Erster Tag und schon Projekte? Und dann auch noch in Chemie. Das Leben war so ungerecht.
“Woher kommst du eigentlich?” Fragte Mike als wir durch den Gang zur nächsten Stunde gingen. Ich hatte erfahren, dass wir mehrere Fächer zusammen haben, was mich wirklich freute.
“Ach, ist ein kleiner Ort, würdest du sowieso nicht kennen” lachte ich und versuchte dabei ehrlich zu wirken.
Zum Glück fing er daraufhin auch an zu lächeln.
“Denkst wohl ich bin nicht schlau genug, das verletzt mich jetzt schon” er legte seine Hand auf die Brust und verzog die Miene.
“Nein, ich will damit sagen, dass der Ort so unbedeutend ist, das nichtmal ein Geographie Ass wie du ihn kennen kann” erwiderte ich und lachte nun wirklich.

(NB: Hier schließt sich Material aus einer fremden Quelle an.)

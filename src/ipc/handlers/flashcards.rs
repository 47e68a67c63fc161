use crate::achievements;
use crate::domain::fmt_ts;
use crate::ipc::error::{err, ok};
use crate::ipc::types::{AppState, Request};
use crate::progression;
use crate::srs;
use chrono::Utc;
use rusqlite::OptionalExtension;
use serde_json::json;
use uuid::Uuid;

/// XP credited for a successful recall (quality >= 3).
const REVIEW_XP: i64 = 5;

const DUE_LIST_MAX: i64 = 500;

fn handle_flashcards_create(state: &mut AppState, req: &Request) -> serde_json::Value {
    let Some(conn) = state.db.as_ref() else {
        return err(&req.id, "no_workspace", "select a workspace first", None);
    };

    let front = match req.params.get("front").and_then(|v| v.as_str()) {
        Some(v) => v.trim().to_string(),
        None => return err(&req.id, "bad_params", "missing front", None),
    };
    let back = match req.params.get("back").and_then(|v| v.as_str()) {
        Some(v) => v.trim().to_string(),
        None => return err(&req.id, "bad_params", "missing back", None),
    };
    if front.is_empty() || back.is_empty() {
        return err(&req.id, "bad_params", "front and back must not be empty", None);
    }
    let course_id = req
        .params
        .get("courseId")
        .and_then(|v| v.as_str())
        .map(|v| v.to_string());

    if let Some(course_id) = &course_id {
        let exists: Option<i64> = match conn
            .query_row(
                "SELECT 1 FROM courses WHERE id = ? AND deleted_at IS NULL",
                [course_id],
                |r| r.get(0),
            )
            .optional()
        {
            Ok(v) => v,
            Err(e) => return err(&req.id, "db_query_failed", e.to_string(), None),
        };
        if exists.is_none() {
            return err(&req.id, "not_found", "course not found", None);
        }
    }

    let flashcard_id = Uuid::new_v4().to_string();
    if let Err(e) = conn.execute(
        "INSERT INTO flashcards(id, course_id, front, back) VALUES(?, ?, ?, ?)",
        (&flashcard_id, &course_id, &front, &back),
    ) {
        return err(
            &req.id,
            "db_insert_failed",
            e.to_string(),
            Some(json!({ "table": "flashcards" })),
        );
    }

    ok(&req.id, json!({ "flashcardId": flashcard_id }))
}

fn handle_flashcards_list(state: &mut AppState, req: &Request) -> serde_json::Value {
    let Some(conn) = state.db.as_ref() else {
        return ok(&req.id, json!({ "flashcards": [] }));
    };

    let course_id = req.params.get("courseId").and_then(|v| v.as_str());

    let result = if let Some(course_id) = course_id {
        let mut stmt = match conn.prepare(
            "SELECT id, course_id, front, back FROM flashcards WHERE course_id = ? ORDER BY rowid",
        ) {
            Ok(s) => s,
            Err(e) => return err(&req.id, "db_query_failed", e.to_string(), None),
        };
        stmt.query_map([course_id], row_to_card)
            .and_then(|it| it.collect::<Result<Vec<_>, _>>())
    } else {
        let mut stmt = match conn
            .prepare("SELECT id, course_id, front, back FROM flashcards ORDER BY rowid")
        {
            Ok(s) => s,
            Err(e) => return err(&req.id, "db_query_failed", e.to_string(), None),
        };
        stmt.query_map([], row_to_card)
            .and_then(|it| it.collect::<Result<Vec<_>, _>>())
    };

    match result {
        Ok(cards) => ok(&req.id, json!({ "flashcards": cards })),
        Err(e) => err(&req.id, "db_query_failed", e.to_string(), None),
    }
}

fn row_to_card(row: &rusqlite::Row<'_>) -> rusqlite::Result<serde_json::Value> {
    Ok(json!({
        "id": row.get::<_, String>(0)?,
        "courseId": row.get::<_, Option<String>>(1)?,
        "front": row.get::<_, String>(2)?,
        "back": row.get::<_, String>(3)?
    }))
}

fn handle_flashcards_due(state: &mut AppState, req: &Request) -> serde_json::Value {
    let Some(conn) = state.db.as_ref() else {
        return err(&req.id, "no_workspace", "select a workspace first", None);
    };

    let user_id = match req.params.get("userId").and_then(|v| v.as_str()) {
        Some(v) => v.to_string(),
        None => return err(&req.id, "bad_params", "missing userId", None),
    };
    let limit = req
        .params
        .get("limit")
        .and_then(|v| v.as_i64())
        .unwrap_or(50)
        .clamp(1, DUE_LIST_MAX);

    let now = fmt_ts(Utc::now());
    let mut stmt = match conn.prepare(
        "SELECT f.id, f.front, f.back, p.next_review_at, p.repetitions, p.interval_days
         FROM flashcards f
         LEFT JOIN user_flashcard_progress p
           ON p.flashcard_id = f.id AND p.user_id = ?
         WHERE p.next_review_at IS NULL OR p.next_review_at <= ?
         ORDER BY p.next_review_at IS NULL DESC, p.next_review_at
         LIMIT ?",
    ) {
        Ok(s) => s,
        Err(e) => return err(&req.id, "db_query_failed", e.to_string(), None),
    };
    let rows = stmt
        .query_map((&user_id, &now, limit), |row| {
            Ok(json!({
                "id": row.get::<_, String>(0)?,
                "front": row.get::<_, String>(1)?,
                "back": row.get::<_, String>(2)?,
                "nextReviewAt": row.get::<_, Option<String>>(3)?,
                "repetitions": row.get::<_, Option<i64>>(4)?.unwrap_or(0),
                "intervalDays": row.get::<_, Option<i64>>(5)?.unwrap_or(0)
            }))
        })
        .and_then(|it| it.collect::<Result<Vec<_>, _>>());

    match rows {
        Ok(cards) => ok(&req.id, json!({ "due": cards })),
        Err(e) => err(&req.id, "db_query_failed", e.to_string(), None),
    }
}

fn handle_flashcards_review(state: &mut AppState, req: &Request) -> serde_json::Value {
    let Some(conn) = state.db.as_ref() else {
        return err(&req.id, "no_workspace", "select a workspace first", None);
    };

    let user_id = match req.params.get("userId").and_then(|v| v.as_str()) {
        Some(v) => v.to_string(),
        None => return err(&req.id, "bad_params", "missing userId", None),
    };
    let flashcard_id = match req.params.get("flashcardId").and_then(|v| v.as_str()) {
        Some(v) => v.to_string(),
        None => return err(&req.id, "bad_params", "missing flashcardId", None),
    };
    let quality = match req.params.get("quality").and_then(|v| v.as_i64()) {
        Some(v) => v,
        None => return err(&req.id, "bad_params", "missing/invalid quality", None),
    };

    let now = Utc::now();
    let progress = match srs::record_review(conn, &user_id, &flashcard_id, quality, now) {
        Ok(v) => v,
        Err(e) => return e.response(&req.id),
    };

    let streak = match progression::touch_streak(conn, &user_id, now.date_naive()) {
        Ok(v) => v,
        Err(e) => return e.response(&req.id),
    };

    let mut xp = None;
    if quality >= 3 {
        match progression::award_xp(conn, &user_id, REVIEW_XP, "flashcard_review", now) {
            Ok(outcome) => xp = Some(outcome.xp),
            Err(e) => return e.response(&req.id),
        }
    }
    let unlocked = match achievements::check_unlocks(conn, &user_id, now) {
        Ok(v) => v,
        Err(e) => return e.response(&req.id),
    };

    ok(
        &req.id,
        json!({
            "easeFactor": progress.state.ease_factor,
            "intervalDays": progress.state.interval_days,
            "repetitions": progress.state.repetitions,
            "nextReviewAt": fmt_ts(progress.next_review_at),
            "streakDays": streak,
            "xp": xp,
            "unlocked": unlocked.iter().map(|a| a.code.clone()).collect::<Vec<_>>()
        }),
    )
}

pub fn try_handle(state: &mut AppState, req: &Request) -> Option<serde_json::Value> {
    match req.method.as_str() {
        "flashcards.create" => Some(handle_flashcards_create(state, req)),
        "flashcards.list" => Some(handle_flashcards_list(state, req)),
        "flashcards.due" => Some(handle_flashcards_due(state, req)),
        "flashcards.review" => Some(handle_flashcards_review(state, req)),
        _ => None,
    }
}
use crate::achievements;
use crate::domain::fmt_ts;
use crate::ipc::error::{err, ok};
use crate::ipc::types::{AppState, Request};
use crate::progression;
use chrono::Utc;
use rusqlite::OptionalExtension;
use serde_json::json;
use uuid::Uuid;

const ROLES: &[&str] = &["student", "teacher", "admin"];

fn handle_users_create(state: &mut AppState, req: &Request) -> serde_json::Value {
    let Some(conn) = state.db.as_ref() else {
        return err(&req.id, "no_workspace", "select a workspace first", None);
    };

    let username = match req.params.get("username").and_then(|v| v.as_str()) {
        Some(v) => v.trim().to_string(),
        None => return err(&req.id, "bad_params", "missing username", None),
    };
    if username.is_empty() {
        return err(&req.id, "bad_params", "username must not be empty", None);
    }
    let display_name = req
        .params
        .get("displayName")
        .and_then(|v| v.as_str())
        .map(|v| v.trim().to_string())
        .filter(|v| !v.is_empty())
        .unwrap_or_else(|| username.clone());
    let role = req
        .params
        .get("role")
        .and_then(|v| v.as_str())
        .unwrap_or("student")
        .to_string();
    if !ROLES.contains(&role.as_str()) {
        return err(
            &req.id,
            "bad_params",
            "role must be one of: student, teacher, admin",
            Some(json!({ "role": role })),
        );
    }

    let user_id = Uuid::new_v4().to_string();
    let insert = conn.execute(
        "INSERT INTO users(id, username, display_name, role, created_at)
         VALUES(?, ?, ?, ?, ?)",
        (&user_id, &username, &display_name, &role, fmt_ts(Utc::now())),
    );
    if let Err(e) = insert {
        if let rusqlite::Error::SqliteFailure(code, _) = &e {
            if code.code == rusqlite::ErrorCode::ConstraintViolation {
                return err(
                    &req.id,
                    "conflict",
                    "username already taken",
                    Some(json!({ "username": username })),
                );
            }
        }
        return err(
            &req.id,
            "db_insert_failed",
            e.to_string(),
            Some(json!({ "table": "users" })),
        );
    }

    ok(
        &req.id,
        json!({ "userId": user_id, "username": username, "role": role }),
    )
}

fn handle_users_list(state: &mut AppState, req: &Request) -> serde_json::Value {
    let Some(conn) = state.db.as_ref() else {
        return ok(&req.id, json!({ "users": [] }));
    };

    let mut stmt = match conn.prepare(
        "SELECT id, username, display_name, role, xp, level_number, streak_days
         FROM users
         ORDER BY username",
    ) {
        Ok(s) => s,
        Err(e) => return err(&req.id, "db_query_failed", e.to_string(), None),
    };

    let rows = stmt
        .query_map([], |row| {
            Ok(json!({
                "id": row.get::<_, String>(0)?,
                "username": row.get::<_, String>(1)?,
                "displayName": row.get::<_, String>(2)?,
                "role": row.get::<_, String>(3)?,
                "xp": row.get::<_, i64>(4)?,
                "levelNumber": row.get::<_, i64>(5)?,
                "streakDays": row.get::<_, i64>(6)?
            }))
        })
        .and_then(|it| it.collect::<Result<Vec<_>, _>>());

    match rows {
        Ok(users) => ok(&req.id, json!({ "users": users })),
        Err(e) => err(&req.id, "db_query_failed", e.to_string(), None),
    }
}

fn handle_users_get(state: &mut AppState, req: &Request) -> serde_json::Value {
    let Some(conn) = state.db.as_ref() else {
        return err(&req.id, "no_workspace", "select a workspace first", None);
    };

    let user_id = match req.params.get("userId").and_then(|v| v.as_str()) {
        Some(v) => v.to_string(),
        None => return err(&req.id, "bad_params", "missing userId", None),
    };

    let row: Option<(String, String, String, i64, i64, i64, Option<String>)> = match conn
        .query_row(
            "SELECT username, display_name, role, xp, level_number, streak_days, last_active_date
             FROM users WHERE id = ?",
            [&user_id],
            |r| {
                Ok((
                    r.get(0)?,
                    r.get(1)?,
                    r.get(2)?,
                    r.get(3)?,
                    r.get(4)?,
                    r.get(5)?,
                    r.get(6)?,
                ))
            },
        )
        .optional()
    {
        Ok(v) => v,
        Err(e) => return err(&req.id, "db_query_failed", e.to_string(), None),
    };
    let Some((username, display_name, role, xp, level_number, streak_days, last_active)) = row
    else {
        return err(&req.id, "not_found", "user not found", None);
    };

    let levels = match progression::load_levels(conn) {
        Ok(v) => v,
        Err(e) => return e.response(&req.id),
    };
    let current = levels.iter().find(|l| l.level_number == level_number);
    let next = levels.iter().find(|l| l.level_number == level_number + 1);
    let xp_into_level = current.map(|l| xp - l.exp_required);
    let xp_to_next = next.map(|l| l.exp_required - xp);

    let earned = {
        let mut stmt = match conn.prepare(
            "SELECT a.code, a.name, a.icon_url, ua.earned_at
             FROM user_achievements ua
             JOIN achievements a ON a.id = ua.achievement_id
             WHERE ua.user_id = ?
             ORDER BY ua.earned_at",
        ) {
            Ok(s) => s,
            Err(e) => return err(&req.id, "db_query_failed", e.to_string(), None),
        };
        let rows = stmt
            .query_map([&user_id], |row| {
                Ok(json!({
                    "code": row.get::<_, String>(0)?,
                    "name": row.get::<_, String>(1)?,
                    "iconUrl": row.get::<_, String>(2)?,
                    "earnedAt": row.get::<_, String>(3)?
                }))
            })
            .and_then(|it| it.collect::<Result<Vec<_>, _>>());
        match rows {
            Ok(v) => v,
            Err(e) => return err(&req.id, "db_query_failed", e.to_string(), None),
        }
    };

    ok(
        &req.id,
        json!({
            "id": user_id,
            "username": username,
            "displayName": display_name,
            "role": role,
            "xp": xp,
            "levelNumber": level_number,
            "levelName": current.map(|l| l.name.clone()),
            "xpIntoLevel": xp_into_level,
            "xpToNextLevel": xp_to_next,
            "streakDays": streak_days,
            "lastActiveDate": last_active,
            "achievements": earned
        }),
    )
}

fn handle_users_award_xp(state: &mut AppState, req: &Request) -> serde_json::Value {
    let Some(conn) = state.db.as_ref() else {
        return err(&req.id, "no_workspace", "select a workspace first", None);
    };

    let user_id = match req.params.get("userId").and_then(|v| v.as_str()) {
        Some(v) => v.to_string(),
        None => return err(&req.id, "bad_params", "missing userId", None),
    };
    let amount = match req.params.get("amount").and_then(|v| v.as_i64()) {
        Some(v) => v,
        None => return err(&req.id, "bad_params", "missing/invalid amount", None),
    };
    let reason = req
        .params
        .get("reason")
        .and_then(|v| v.as_str())
        .unwrap_or("manual");

    let now = Utc::now();
    let outcome = match progression::award_xp(conn, &user_id, amount, reason, now) {
        Ok(v) => v,
        Err(e) => return e.response(&req.id),
    };
    let unlocked = match achievements::check_unlocks(conn, &user_id, now) {
        Ok(v) => v,
        Err(e) => return e.response(&req.id),
    };

    // Unlock rewards may have added more XP on top of the award itself.
    let final_xp: i64 = match conn.query_row("SELECT xp FROM users WHERE id = ?", [&user_id], |r| {
        r.get(0)
    }) {
        Ok(v) => v,
        Err(e) => return err(&req.id, "db_query_failed", e.to_string(), None),
    };

    ok(
        &req.id,
        json!({
            "xp": final_xp,
            "levelBefore": outcome.level_before,
            "levelAfter": outcome.level_after,
            "leveledUp": outcome.level_after > outcome.level_before,
            "unlocked": unlocked.iter().map(|a| a.code.clone()).collect::<Vec<_>>()
        }),
    )
}

pub fn try_handle(state: &mut AppState, req: &Request) -> Option<serde_json::Value> {
    match req.method.as_str() {
        "users.create" => Some(handle_users_create(state, req)),
        "users.list" => Some(handle_users_list(state, req)),
        "users.get" => Some(handle_users_get(state, req)),
        "users.awardXp" => Some(handle_users_award_xp(state, req)),
        _ => None,
    }
}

Er schien zufrieden mit meiner Antwort und bohrte nicht weiter nach “das hört sich schon besser an”
Wir gingen an einigen Schülern vorbei, von denen die meisten uns nicht beachteten, etwas in ihren Spinden suchten oder an ihren Handys hingen, aber ein paar wenige sahen mich verstohlen an und tuschelten mit vorgehaltener Hand miteinander. Mir wurde unwohl, sogar sehr unwohl zumute. Das musste ich mir nur einbilden.
“Alles in Ordnung?” Wie aus einem bösen Traum erwacht, schreckte ich auf.
“Sorry, was hast du gesagt?” versuchte ich meine Angst zu überspielen. “Bin etwas müde, wäre wohl gerade fast im gehen eingeschlafen” lachte ich peinlich berührt. Um meiner Aussage Nachdruck zu verleihen, gähnte ich einmal.